- Task -
Filter the entries for the word "ConfigFile". Copy each line in which it occurs.

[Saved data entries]
○ ○ ○ ○ ○ ○ ○

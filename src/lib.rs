// src/lib.rs

pub mod bundler;
pub mod cli;
pub mod config;
pub mod daemon;
pub mod engine;
pub mod errors;
pub mod exec;
pub mod logging;
pub mod project;
pub mod version;
pub mod watch;

use std::env;
use std::path::PathBuf;

use anyhow::{Context, Result};

use crate::bundler::Esbuild;
use crate::cli::CliArgs;
use crate::config::loader::{default_config_path, load_optional};
use crate::config::ConfigFile;
use crate::daemon::DevDaemon;
use crate::project::ProjectLayout;

/// High-level entry point used by `main.rs`.
///
/// This wires together:
/// - project root discovery
/// - config loading
/// - the bundler and both build pipelines
/// - the file watcher and daemon loop
pub async fn run(args: CliArgs) -> Result<()> {
    let root = resolve_root(&args)?;
    let config_path = args
        .config
        .as_ref()
        .map(PathBuf::from)
        .unwrap_or_else(|| default_config_path(&root));
    let cfg = load_optional(&config_path)?;

    let layout = ProjectLayout::new(root);

    if args.dry_run {
        print_dry_run(&layout, &cfg);
        return Ok(());
    }

    let bundler = Esbuild::resolve(&layout.root, &cfg.bundler.program);
    let daemon = DevDaemon::new(layout, &cfg, Box::new(bundler), !args.once)?;

    if args.once {
        daemon.build_once().await;
        return Ok(());
    }

    daemon.run().await
}

/// Resolve the project root: `--root` if given, otherwise walk up from the
/// current directory to the first `package.json`. Canonicalized so watch
/// event paths line up with the layout.
fn resolve_root(args: &CliArgs) -> Result<PathBuf> {
    let root = match &args.root {
        Some(root) => PathBuf::from(root),
        None => {
            let cwd = env::current_dir().context("reading current directory")?;
            project::find_project_root(&cwd)?
        }
    };
    root.canonicalize()
        .with_context(|| format!("resolving project root {}", root.display()))
}

/// Simple dry-run output: print the resolved layout and config.
fn print_dry_run(layout: &ProjectLayout, cfg: &ConfigFile) {
    println!("devloop dry-run");
    println!("  root: {}", layout.root.display());
    println!("  js source: {}", layout.js_src.display());
    println!("  native source: {}", layout.native_src.display());
    println!("  web output: {}", layout.web_out.display());
    println!("  server output: {}", layout.server_out.display());
    println!();

    println!("  build.period_ms = {}", cfg.build.period_ms);
    println!("  entrypoints ({}):", cfg.build.entrypoints.len());
    for entry in &cfg.build.entrypoints {
        println!("    - {}/{}", entry.dir, entry.main);
    }
    println!("  bundler.program = {}", cfg.bundler.program);
    println!("  server.runtime = {}", cfg.server.runtime);
    println!("  native.script = {}", cfg.native.script);
    if !cfg.watch.exclude.is_empty() {
        println!("  watch.exclude = {:?}", cfg.watch.exclude);
    }
}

○ ○ ○ ○ ○ ○ ○

- Completed task -
use crate::config::ConfigFile;
fn print_dry_run(layout: &ProjectLayout, cfg: &ConfigFile) {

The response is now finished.